There is a new version of this tutorial available for Debian 6 (Squeeze).

Virtual Hosting With vsftpd And MySQL On Debian Etch - Page 2

This tutorial exists for these OS versions

On this page

  1. 4 Configure vsftpd
  2. 5 Create The First Virtual User
  3. 6 Database Administration
  4. 7 Links

4 Configure vsftpd

First we create a non-privileged user called vsftpd (with the homedir /home/vsftpd) belonging to the group nogroup. We will run vsftpd under this user, and the FTP directories of our virtual users will be in the /home/vsftpd directory (e.g. /home/vsftpd/user1, /home/vsftpd/user2, etc.).

useradd --home /home/vsftpd --gid nogroup -m --shell /bin/false vsftpd

Then we make a backup of the original /etc/vsftpd.conf file and create our own:

cp /etc/vsftpd.conf /etc/vsftpd.conf_orig
cat /dev/null > /etc/vsftpd.conf
vi /etc/vsftpd.conf

The file should have the following contents:

listen=YES
anonymous_enable=NO
local_enable=YES
write_enable=YES
local_umask=022
dirmessage_enable=YES
xferlog_enable=YES
connect_from_port_20=YES
nopriv_user=vsftpd
chroot_local_user=YES
secure_chroot_dir=/var/run/vsftpd
pam_service_name=vsftpd
rsa_cert_file=/etc/ssl/certs/vsftpd.pem
guest_enable=YES
guest_username=vsftpd
local_root=/home/vsftpd/$USER
user_sub_token=$USER
virtual_use_local_privs=YES
user_config_dir=/etc/vsftpd_user_conf

The configuration options are explained on http://vsftpd.beasts.org/vsftpd_conf.html. The important options for our virtual setup are chroot_local_user, guest_enable, guest_username, user_sub_token, local_root, and virtual_use_local_privs.

With the user_config_dir option you can specify a directory for per-user configuration files that override parts of the global settings. This is totally optional and up to you if you want to use this feature. However, we should create that directory now:

mkdir /etc/vsftpd_user_conf

Now we must configure PAM so that it uses the MySQL database to authenticate our virtual FTP users instead of /etc/passwd and /etc/shadow. The PAM configuration for vsftpd is in /etc/pam.d/vsftpd. We make a backup of the original file and create a new one like this:

cp /etc/pam.d/vsftpd /etc/pam.d/vsftpd_orig
cat /dev/null > /etc/pam.d/vsftpd
vi /etc/pam.d/vsftpd
auth required pam_mysql.so user=vsftpd passwd=ftpdpass host=localhost db=vsftpd table=accounts usercolumn=username passwdcolumn=pass crypt=2
account required pam_mysql.so user=vsftpd passwd=ftpdpass host=localhost db=vsftpd table=accounts usercolumn=username passwdcolumn=pass crypt=2

Please make sure that you replace the MySQL password with your own one!
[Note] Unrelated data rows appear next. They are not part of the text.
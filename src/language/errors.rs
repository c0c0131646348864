use std::fmt;
use thiserror::Error;

pub type CompileResult<T> = Result<T, CompileError>;

/// Broad family an [`ErrorKind`] belongs to.
#[derive(Clone, Copy, Debug, PartialEq, Eq)]
pub enum ErrorCategory {
    Lex,
    Syntax,
    Type,
    Scope,
}

impl fmt::Display for ErrorCategory {
    fn fmt(&self, f: &mut fmt::Formatter<'_>) -> fmt::Result {
        let name = match self {
            ErrorCategory::Lex => "LexError",
            ErrorCategory::Syntax => "SyntaxError",
            ErrorCategory::Type => "TypeError",
            ErrorCategory::Scope => "ScopeError",
        };
        f.write_str(name)
    }
}

#[derive(Clone, Copy, Debug, PartialEq, Eq)]
pub enum ErrorKind {
    UnterminatedLiteral,
    UnbalancedBrackets,
    InvalidOperator,
    InvalidLiteral,

    UnexpectedToken,
    InvalidIdentifier,
    MalformedDeclaration,
    MalformedAssignment,
    MalformedConditional,
    MisplacedElse,
    MalformedLoop,
    NoExitCondition,
    MalformedFunction,
    UnknownMacro,
    UnclosedScope,
    DeadCode,

    TypeMismatch,
    MixedTypes,
    EmptyExpression,
    NonBooleanCondition,
    ReturnTypeMismatch,
    ArgumentMismatch,
    IndexOutOfBounds,
    DivisionByZero,

    AlreadyDeclared,
    NotFound,
    ImmutableAssignment,
    BreakOutsideLoop,
    ReturnOutsideFunction,
    DisallowedTopLevel,
    NestedFunction,
    MissingMain,
}

impl ErrorKind {
    pub fn category(self) -> ErrorCategory {
        use ErrorKind::*;
        match self {
            UnterminatedLiteral | UnbalancedBrackets | InvalidOperator | InvalidLiteral => {
                ErrorCategory::Lex
            }
            UnexpectedToken | InvalidIdentifier | MalformedDeclaration | MalformedAssignment
            | MalformedConditional | MisplacedElse | MalformedLoop | NoExitCondition
            | MalformedFunction | UnknownMacro | UnclosedScope | DeadCode => ErrorCategory::Syntax,
            TypeMismatch | MixedTypes | EmptyExpression | NonBooleanCondition
            | ReturnTypeMismatch | ArgumentMismatch | IndexOutOfBounds | DivisionByZero => {
                ErrorCategory::Type
            }
            AlreadyDeclared | NotFound | ImmutableAssignment | BreakOutsideLoop
            | ReturnOutsideFunction | DisallowedTopLevel | NestedFunction | MissingMain => {
                ErrorCategory::Scope
            }
        }
    }

    /// Stable diagnostic code, e.g. `stella.alreadyDeclared`.
    pub fn code(self) -> String {
        let debug = format!("{self:?}");
        let mut chars = debug.chars();
        let head = chars
            .next()
            .map(|c| c.to_ascii_lowercase().to_string())
            .unwrap_or_default();
        format!("stella.{head}{}", chars.as_str())
    }
}

impl fmt::Display for ErrorKind {
    fn fmt(&self, f: &mut fmt::Formatter<'_>) -> fmt::Result {
        write!(f, "{self:?}")
    }
}

#[derive(Clone, Debug, PartialEq, Eq, Error)]
#[error("{} on line {line}: {message}", kind.category())]
pub struct CompileError {
    pub line: usize,
    pub kind: ErrorKind,
    pub message: String,
    pub help: Option<String>,
}

impl CompileError {
    pub fn new(kind: ErrorKind, line: usize, message: impl Into<String>) -> Self {
        Self {
            line,
            kind,
            message: message.into(),
            help: None,
        }
    }

    pub fn with_help(mut self, help: impl Into<String>) -> Self {
        self.help = Some(help.into());
        self
    }

    /// Re-labels the error, keeping line and message.
    pub fn with_kind(mut self, kind: ErrorKind) -> Self {
        self.kind = kind;
        self
    }

    pub fn category(&self) -> ErrorCategory {
        self.kind.category()
    }
}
Afterwards, we restart vsftpd:

/etc/init.d/vsftpd restart

 

5 Create The First Virtual User

To populate the database you can use the MySQL shell:

mysql -u root -p
USE vsftpd;

Now we create the virtual user testuser with the password secret (which will be stored encrypted using MySQL's PASSWORD function):

INSERT INTO accounts (username, pass) VALUES('testuser', PASSWORD('secret'));
quit;

testuser's homedir is /home/vsftpd/testuser; unfortunately vsftpd doesn't create that directory automatically if it doesn't exist. Therefore we create it manually now and make it owned by the vsftpd user and the nogroup group:

mkdir /home/vsftpd/testuser
chown vsftpd:nogroup /home/vsftpd/testuser

Now open your FTP client program on your work station (something like WS_FTP or SmartFTP if you are on a Windows system or gFTP on a Linux desktop) and try to connect. As hostname you use server1.example.com (or the IP address of the system), the username is testuser, and the password is secret.

If you are able to connect - congratulations! If not, something went wrong.

 

6 Database Administration

For most people it is easier if they have a graphical front-end to MySQL; therefore you can also use phpMyAdmin (in this example under http://server1.example.com/phpmyadmin/) to administrate the vsftpd database.

Whenever you create or modify a user, make sure that you use MySQL's PASSWORD function to encrypt that user's password. Also, when you create a new virtual user, please don't forget to create that user's homedir on the shell, as shown at the end of the previous chapter.